MalwareRole in the campaignNotable details
BRICKSTORMMain backdoor for persistence and proxy accessUsed on the Egnyte appliance and the MSP’s pfSense firewall
PLENETBackdoor deployed after the attackers returnedFound on a Synology NAS and built with .NET Native AOT
AGENTPSDFallback reverse shellPython-based utility packaged as a native Linux binary

Appliances remain a weak point for many defenders

Firewalls, VPN systems, storage sync platforms, NAS devices, and virtualization appliances often hold privileged network positions. They also tend to receive less monitoring than workstations and servers.

That gap gives attackers a useful hiding place. A compromised appliance can route traffic, collect credentials, and provide remote access while creating little forensic evidence for security teams that rely mainly on endpoint agents.

Mandiant recommends that organizations build a complete inventory of appliances, including devices that teams forgot to decommission. It also recommends hunting for outbound traffic from appliance management interfaces to domains or IP addresses that do not belong to the vendor.

Egnyte users should update and review appliance exposure

Egnyte’s public download page now lists Storage Sync 13.13 for VMware and Hyper-V. Organizations using older Storage Sync systems should review their deployment status and confirm that appliances run supported versions.

Egnyte guidance also recommends keeping Storage Sync devices updated, limiting software additions, restricting exposed services, and controlling outbound traffic to required domains and ports.

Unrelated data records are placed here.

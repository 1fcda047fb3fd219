use bevy::log::{LogPlugin, DEFAULT_FILTER};
use bevy::prelude::*;
use eyre::Result;

use rovertrace::{util, RoverTracePlugin};

const EXTRA_LOG_FILTER: [&str; 2] = ["wgpu=error", "naga=warn"];

fn main() -> Result<()> {
    util::initialise()?;

    let primary_window = Window {
        mode: bevy::window::WindowMode::Windowed,
        title: "Rover Trace".to_string(),
        resizable: true,
        present_mode: bevy::window::PresentMode::AutoVsync,
        ..default()
    };

    let mut filter = vec![DEFAULT_FILTER];
    filter.extend(EXTRA_LOG_FILTER);

    App::new()
        .add_plugins(
            DefaultPlugins
                .set(WindowPlugin {
                    primary_window: Some(primary_window),
                    ..default()
                })
                .set(LogPlugin {
                    filter: filter.join(","),
                    ..default()
                }),
        )
        .add_plugins(RoverTracePlugin::default())
        .run();

    Ok(())
}
//! The destructive "reset system" command.
//!
//! Remote first, local second: the store root is deleted, and only once the
//! store confirms the delete are the trajectory and the live readout
//! cleared. A failed delete puts the connection state back to what it was
//! and touches nothing else.

use bevy::prelude::*;
use rovertrace_protocol::{ConnectionState, TelemetryRecord};

use crate::{
    constants::STORE_ROOT,
    store::{
        DeleteCompletion, Delivery, EventSink, RequestId, StoreClient, StoreQueue,
        SubscriptionEvent, TelemetryStore,
    },
    telemetry::LocalTelemetry,
};

/// Raised by the UI: the reset button and the two dialog buttons.
#[derive(Event, Debug, Clone, Copy, PartialEq, Eq)]
pub enum ResetRequest {
    Open,
    Cancel,
    Confirm,
}

/// Outcome of a confirmed reset, for the notification layer.
#[derive(Event, Debug, Clone, PartialEq, Eq)]
pub enum ResetNotice {
    Completed,
    Failed(String),
}

#[derive(Debug, Clone, Default, PartialEq, Eq)]
pub enum ResetPhase {
    #[default]
    Idle,
    /// The confirm/cancel dialog is open.
    Confirming,
    /// The delete is in flight; `previous` is restored if it fails.
    Pending {
        request: RequestId,
        previous: ConnectionState,
    },
}

#[derive(Resource, Debug, Default)]
pub struct ResetCoordinator {
    phase: ResetPhase,
    last_request: RequestId,
    /// Telemetry that arrived while the delete was in flight.
    deferred: Vec<SubscriptionEvent>,
    /// Set by a successful wipe, cleared by the first real delivery.
    awaiting_record: bool,
}

impl ResetCoordinator {
    pub fn phase(&self) -> &ResetPhase {
        &self.phase
    }

    pub fn is_confirming(&self) -> bool {
        self.phase == ResetPhase::Confirming
    }

    pub fn is_pending(&self) -> bool {
        matches!(self.phase, ResetPhase::Pending { .. })
    }

    /// Open the confirmation dialog. Ignored while a reset is in progress.
    pub fn open(&mut self) -> bool {
        if self.phase != ResetPhase::Idle {
            return false;
        }
        self.phase = ResetPhase::Confirming;
        true
    }

    pub fn cancel(&mut self) {
        if self.is_confirming() {
            self.phase = ResetPhase::Idle;
        }
    }

    /// Start the reset. Only valid while the dialog is open.
    pub fn confirm(
        &mut self,
        connection: &mut ConnectionState,
        store: &dyn TelemetryStore,
        sink: EventSink,
    ) -> Option<RequestId> {
        if !self.is_confirming() {
            warn!("Reset confirmed without an open dialog, ignoring");
            return None;
        }

        self.awaiting_record = false;
        let previous = connection.begin_reset();
        self.last_request += 1;
        let request = self.last_request;
        self.phase = ResetPhase::Pending { request, previous };

        // the phase must be set first: in-process stores complete synchronously
        store.delete(STORE_ROOT, request, sink);
        Some(request)
    }

    pub fn defer(&mut self, event: SubscriptionEvent) {
        self.deferred.push(event);
    }

    /// Whether `delivery` is the `null` echo of a completed wipe.
    ///
    /// The store reports the deleted tree as an empty value, and on a remote
    /// store that report may arrive before or after the delete completion.
    /// Until a record or a transport failure comes in, empty values leave the
    /// connection in `Loading`.
    pub fn absorbs_echo(&mut self, delivery: &Delivery) -> bool {
        if !self.awaiting_record {
            return false;
        }
        if delivery.is_null_value() {
            return true;
        }
        self.awaiting_record = false;
        false
    }

    pub fn take_deferred(&mut self) -> Vec<SubscriptionEvent> {
        std::mem::take(&mut self.deferred)
    }

    /// Apply the store's answer to the pending delete.
    ///
    /// Returns `None` when `completion` does not belong to the pending reset.
    pub fn complete(
        &mut self,
        completion: DeleteCompletion,
        local: &mut LocalTelemetry<'_>,
        now_ms: i64,
    ) -> Option<ResetNotice> {
        match &self.phase {
            ResetPhase::Pending { request, .. } if *request == completion.request => {}
            _ => return None,
        }
        let ResetPhase::Pending { previous, .. } = std::mem::take(&mut self.phase) else {
            return None;
        };

        match completion.result {
            Ok(()) => {
                local.trajectory.reset();
                *local.current = TelemetryRecord::baseline(now_ms);
                *local.connection = ConnectionState::Loading;
                self.awaiting_record = true;
                info!("Store wiped, local telemetry reset");
                Some(ResetNotice::Completed)
            }
            Err(reason) => {
                local.connection.restore(previous);
                error!("Reset failed, keeping local telemetry: {}", reason);
                Some(ResetNotice::Failed(reason))
            }
        }
    }
}

pub(crate) fn handle_reset_requests(
    mut requests: EventReader<ResetRequest>,
    mut coordinator: ResMut<ResetCoordinator>,
    mut connection: ResMut<ConnectionState>,
    store: Res<StoreClient>,
    queue: Res<StoreQueue>,
) {
    for request in requests.read() {
        match request {
            ResetRequest::Open => {
                if !coordinator.open() {
                    debug!("Reset dialog already open or reset in flight");
                }
            }
            ResetRequest::Cancel => coordinator.cancel(),
            ResetRequest::Confirm => {
                if let Some(request) =
                    coordinator.confirm(&mut connection, store.store(), queue.sink())
                {
                    info!("Deleting the telemetry store (request {})", request);
                }
            }
        }
    }
}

Admins should pay special attention to SSH access, sudo permissions, cron entries, and firewall rules. Volexity found that VerdantBamboo used a misconfigured sudo rule on the Egnyte appliance to gain elevated privileges and place BRICKSTORM in a protected system directory.

What organizations should check now

Security teams should treat appliance monitoring as a priority, especially for systems connected to identity services, cloud storage, VPN access, and internal file shares.

  • Review exposed firewall, VPN, NAS, storage sync, and virtualization management interfaces.
  • Require MFA for administrative access to all edge and appliance consoles.
  • Audit local and domain credentials used by MSPs and third-party administrators.
  • Inspect unusual outbound HTTPS and DNS over HTTPS traffic from appliances.
  • Review cron jobs, startup scripts, unknown binaries, and unexpected SSH access.
  • Compare appliance traffic against vendor-owned domains and normal update behavior.
  • Apply Egnyte’s security recommendations for Storage Sync systems.

The VerdantBamboo campaign shows that attackers do not need to compromise every workstation to stay inside a network. One overlooked appliance, one exposed admin interface, or one stolen MSP credential can provide enough access for a long-running espionage operation.

For defenders, the lesson is clear. Edge devices and storage appliances need the same level of inventory, access control, patching, and traffic monitoring as traditional endpoints.

FAQ

What is VerdantBamboo?

VerdantBamboo is a China-linked threat group tracked by Volexity. It is also associated with the names WARP PANDA and UNC5221 in public reporting.

What is BRICKSTORM malware?

BRICKSTORM is a backdoor used for long-term access, command execution, proxying, and file browsing on compromised systems. It is often used on appliances that lack traditional endpoint monitoring.

Why are firewalls and storage appliances attractive targets?

They often sit in privileged network locations, handle trusted traffic, and may not support EDR tools. This makes them useful places for attackers to hide and route traffic.

What should Egnyte Storage Sync users do?

They should check that Storage Sync runs a supported version, review SSH and sudo access, restrict outbound traffic, audit cron entries, and follow Egnyte’s hardening guidance.

How can organizations hunt for BRICKSTORM activity?

Teams should review appliance inventories, inspect outbound traffic from management interfaces, look for unknown binaries and persistence mechanisms, and monitor unusual DNS over HTTPS activity from appliances.